LDA-D3QN-Based Autonomous Navigation for Unmanned Surface Vehicles in Complex Obstacle Scenarios

Autonomous navigation of unmanned surface vehicles (USVs) in complex obstacle scenarios remains challenging due to redundant perception inputs, unstable value estimation, and inefficient policy convergence. To address these problems, this paper proposes LDA-D3QN, an improved deep reinforcement learning method for USV autonomous navigation. The proposed method constructs a compact navigation state representation by combining target-related information with local obstacle features, allowing the agent to retain key decision-making information while reducing unnecessary environmental redundancy. Based on this representation, an enhanced value-learning framework is developed to improve the stability of navigation decisions in cluttered environments. Moreover, a reward-guided and staged training strategy is introduced to help the agent gradually adapt to increasingly complex navigation tasks.
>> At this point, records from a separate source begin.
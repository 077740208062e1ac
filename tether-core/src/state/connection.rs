//! Client connection state machine.
//!
//! Models the lifecycle a reconnect supervisor drives a session through,
//! with validated transitions that return `Result` instead of panicking.

use std::time::{Duration, Instant};

use crate::error::TetherError;

// ── ConnectionState ──────────────────────────────────────────────

/// The current state of a supervised client connection.
///
/// ```text
///                 ┌──────────── Retrying ◄───────────┐
///                 │                ▲                 │
///                 ▼                │                 │
///  Disconnected ──► Connecting ──► Connected ──► Disconnected
///       ▲               │              │
///       │               ▼              ▼
///       └────────────── Error ◄────────┘
/// ```
///
/// `Retrying` is the `Connecting` sub-state used for supervised
/// reconnect attempts; the first connect never enters it.
#[derive(Debug, Clone, PartialEq, Eq, Default)]
pub enum ConnectionState {
    #[default]
    Disconnected,

    /// First connect in progress.
    Connecting,

    /// Supervised reconnect attempt `attempt` (1-based) in progress.
    Retrying { attempt: u32 },

    Connected {
        /// When the connection entered the `Connected` state.
        since: Instant,
    },

    /// The last connect failed or the link broke with an error.
    Error { message: String },
}

impl std::fmt::Display for ConnectionState {
    fn fmt(&self, f: &mut std::fmt::Formatter<'_>) -> std::fmt::Result {
        match self {
            Self::Disconnected => write!(f, "Disconnected"),
            Self::Connecting => write!(f, "Connecting"),
            Self::Retrying { attempt } => write!(f, "Retrying (attempt {attempt})"),
            Self::Connected { .. } => write!(f, "Connected"),
            Self::Error { message } => write!(f, "Error: {message}"),
        }
    }
}

impl ConnectionState {
    pub fn is_connected(&self) -> bool {
        matches!(self, Self::Connected { .. })
    }

    /// `Connecting` or `Retrying`.
    pub fn is_connecting(&self) -> bool {
        matches!(self, Self::Connecting | Self::Retrying { .. })
    }

    /// No link and no attempt in progress.
    pub fn is_idle(&self) -> bool {
        matches!(self, Self::Disconnected | Self::Error { .. })
    }

    /// How long the connection has been up. `None` for any other state.
    pub fn connected_duration(&self) -> Option<Duration> {
        match self {
            Self::Connected { since } => Some(since.elapsed()),
            _ => None,
        }
    }

    // ── Transitions ──────────────────────────────────────────────

    /// Valid from: `Disconnected`, `Error`.
    pub fn begin_connect(&mut self) -> Result<(), TetherError> {
        match self {
            Self::Disconnected | Self::Error { .. } => {
                *self = Self::Connecting;
                Ok(())
            }
            _ => Err(TetherError::ProtocolViolation(
                "cannot connect: a connection is already up or in progress",
            )),
        }
    }

    /// Valid from: `Disconnected`, `Error`, `Retrying`.
    pub fn begin_retry(&mut self, attempt: u32) -> Result<(), TetherError> {
        match self {
            Self::Disconnected | Self::Error { .. } | Self::Retrying { .. } => {
                *self = Self::Retrying { attempt };
                Ok(())
            }
            _ => Err(TetherError::ProtocolViolation(
                "cannot retry: not disconnected",
            )),
        }
    }

    /// Valid from: `Connecting`, `Retrying`.
    pub fn complete_connect(&mut self) -> Result<(), TetherError> {
        match self {
            Self::Connecting | Self::Retrying { .. } => {
                *self = Self::Connected {
                    since: Instant::now(),
                };
                Ok(())
            }
            _ => Err(TetherError::ProtocolViolation(
                "cannot complete connect: no attempt in progress",
            )),
        }
    }

    /// Valid from: `Connecting`, `Retrying`, `Connected`.
    pub fn fail(&mut self, message: impl Into<String>) -> Result<(), TetherError> {
        match self {
            Self::Connecting | Self::Retrying { .. } | Self::Connected { .. } => {
                *self = Self::Error {
                    message: message.into(),
                };
                Ok(())
            }
            _ => Err(TetherError::ProtocolViolation(
                "cannot fail: no connection or attempt in progress",
            )),
        }
    }

    /// The link went away. Valid from: `Connected`.
    pub fn lose(&mut self) -> Result<(), TetherError> {
        match self {
            Self::Connected { .. } => {
                *self = Self::Disconnected;
                Ok(())
            }
            _ => Err(TetherError::ProtocolViolation(
                "cannot lose a connection that is not up",
            )),
        }
    }

    /// Force-reset to `Disconnected` regardless of current state.
    pub fn force_disconnect(&mut self) {
        *self = Self::Disconnected;
    }
}

// ── Tests ────────────────────────────────────────────────────────
//! A single frame: header plus payload.

use std::fmt::Debug;

use bytes::Bytes;
use serde::Serialize;

use crate::error::TetherError;
use crate::flags::FrameFlags;
use crate::header::{FrameHeader, FrameHeaderBytes, HEADER_SIZE};
use crate::message::{FrameKind, Method};
use crate::protocol::call::{CallMetadata, Status};

/// Largest chunk a transfer may carry.
pub const MAX_CHUNK_SIZE: usize = 4 * 1024 * 1024;

/// Largest payload accepted in one frame (a maximal chunk plus envelope overhead).
pub const MAX_PAYLOAD_SIZE: usize = MAX_CHUNK_SIZE + 64 * 1024;

/// Largest frame accepted by the codec.
pub const MAX_FRAME_SIZE: usize = HEADER_SIZE + MAX_PAYLOAD_SIZE;

#[derive(Clone)]
pub struct Frame {
    header: FrameHeader,
    payload: Bytes,
}

impl Frame {
    fn build(
        kind: FrameKind,
        flags: FrameFlags,
        method: u64,
        stream_id: u64,
        payload: Bytes,
    ) -> Result<Self, TetherError> {
        if payload.len() > MAX_PAYLOAD_SIZE {
            return Err(TetherError::PayloadTooLarge {
                size: payload.len(),
                max: MAX_PAYLOAD_SIZE,
            });
        }
        let mut flags = flags;
        if !payload.is_empty() {
            flags |= FrameFlags::CHECKSUM;
        }
        let mut header = FrameHeader::new(kind, flags, method, stream_id, payload.len() as u64);
        if !payload.is_empty() {
            header.set_checksum(checksum(&payload));
        }
        Ok(Self { header, payload })
    }

    pub fn heartbeat() -> Self {
        Self {
            header: FrameHeader::new(FrameKind::Heartbeat, FrameFlags::empty(), 0, 0, 0),
            payload: Bytes::new(),
        }
    }

    /// Open a stream for `method`, carrying the call metadata.
    pub fn open(stream_id: u64, method: Method, metadata: &CallMetadata) -> Result<Self, TetherError> {
        let payload = bincode::serialize(metadata)?;
        Self::build(
            FrameKind::Open,
            FrameFlags::empty(),
            method as u64,
            stream_id,
            Bytes::from(payload),
        )
    }

    /// A message frame with an already-encoded payload.
    pub fn data(stream_id: u64, payload: Bytes, last: bool) -> Result<Self, TetherError> {
        let flags = if last {
            FrameFlags::END_STREAM
        } else {
            FrameFlags::empty()
        };
        Self::build(FrameKind::Data, flags, 0, stream_id, payload)
    }

    /// Encode `message` with bincode into a message frame.
    pub fn message<T: Serialize>(stream_id: u64, message: &T, last: bool) -> Result<Self, TetherError> {
        Self::data(stream_id, encode_message(message)?, last)
    }

    pub fn end(stream_id: u64) -> Self {
        Self {
            header: FrameHeader::new(FrameKind::End, FrameFlags::empty(), 0, stream_id, 0),
            payload: Bytes::new(),
        }
    }

    pub fn status(stream_id: u64, status: &Status) -> Result<Self, TetherError> {
        let payload = bincode::serialize(status)?;
        Self::build(
            FrameKind::Status,
            FrameFlags::empty(),
            0,
            stream_id,
            Bytes::from(payload),
        )
    }

    pub fn reset(stream_id: u64) -> Self {
        Self {
            header: FrameHeader::new(FrameKind::Reset, FrameFlags::empty(), 0, stream_id, 0),
            payload: Bytes::new(),
        }
    }

    pub fn header(&self) -> &FrameHeader {
        &self.header
    }

    pub fn kind(&self) -> FrameKind {
        self.header.kind()
    }

    pub fn flags(&self) -> FrameFlags {
        self.header.flags()
    }

    pub fn stream_id(&self) -> u64 {
        self.header.stream_id()
    }

    pub fn method(&self) -> Result<Method, TetherError> {
        Method::try_from(self.header.method())
    }

    pub fn payload(&self) -> &Bytes {
        &self.payload
    }

    pub fn into_payload(self) -> Bytes {
        self.payload
    }

    pub fn is_end_stream(&self) -> bool {
        self.header.flags().contains(FrameFlags::END_STREAM)
    }

    pub fn to_bytes(&self) -> Vec<u8> {
        let mut out = Vec::with_capacity(HEADER_SIZE + self.payload.len());
        out.extend_from_slice(&self.header.to_bytes());
        out.extend_from_slice(&self.payload);
        out
    }

    /// Rebuild a frame from a complete buffer (header and payload, nothing more).
    pub fn from_bytes(bytes: &[u8]) -> Result<Self, TetherError> {
        if bytes.len() < HEADER_SIZE {
            return Err(TetherError::InvalidFrameLength {
                expected: HEADER_SIZE,
                actual: bytes.len(),
            });
        }
        let mut header_bytes: FrameHeaderBytes = [0; HEADER_SIZE];
        header_bytes.copy_from_slice(&bytes[..HEADER_SIZE]);
        let header = FrameHeader::from_bytes(&header_bytes)?;

        let expected = HEADER_SIZE + header.payload_length() as usize;
        if bytes.len() != expected {
            return Err(TetherError::InvalidFrameLength {
                expected,
                actual: bytes.len(),
            });
        }
        Self::from_parts(header, Bytes::copy_from_slice(&bytes[HEADER_SIZE..]))
    }

    /// Assemble a frame from a decoded header and its payload, verifying
    /// the checksum when the header says one is present.
    pub fn from_parts(header: FrameHeader, payload: Bytes) -> Result<Self, TetherError> {
        if header.payload_length() as usize > MAX_PAYLOAD_SIZE {
            return Err(TetherError::PayloadTooLarge {
                size: header.payload_length() as usize,
                max: MAX_PAYLOAD_SIZE,
            });
        }
        let frame = Self { header, payload };
        if !frame.validate() {
            return Err(TetherError::ChecksumMismatch);
        }
        Ok(frame)
    }

    /// Check the payload against the header checksum.
    pub fn validate(&self) -> bool {
        if !self.header.flags().contains(FrameFlags::CHECKSUM) {
            return self.payload.is_empty();
        }
        self.header.checksum() == checksum(&self.payload)
    }
}

/// Encode a payload message the way every Data frame carries it.
pub fn encode_message<T: Serialize>(message: &T) -> Result<Bytes, TetherError> {
    Ok(Bytes::from(bincode::serialize(message)?))
}

fn checksum(payload: &[u8]) -> u32 {
    let hash = blake3::hash(payload);
    let mut word = [0u8; 4];
    word.copy_from_slice(&hash.as_bytes()[0..4]);
    u32::from_le_bytes(word)
}

impl Debug for Frame {
    fn fmt(&self, f: &mut std::fmt::Formatter<'_>) -> std::fmt::Result {
        f.debug_struct("Frame")
            .field("header", &self.header)
            .field("payload_len", &self.payload.len())
            .finish()
    }
}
The proposed method was evaluated on a Unity–ROS–MATLAB integrated simulation platform. Experimental results show that LDA-D3QN achieves superior overall navigation performance compared with several representative reinforcement learning algorithms. Specifically, the proposed method achieves a final training success rate of 91.4%, outperforming PPO (82.3%), Dueling DQN (78.5%), Double DQN (79.8%), and Rainbow DQN (86.5%). Additional tests in complex multi-obstacle and multi-target scenarios further demonstrate that the learned policy can generate safe, stable, and effective navigation behaviors. Preliminary validation using real-USV sensor data also confirms the feasibility of the LiDAR and GPS data processing procedures, providing a basis for future closed-loop autonomous navigation experiments and multi-sensor fusion deployment.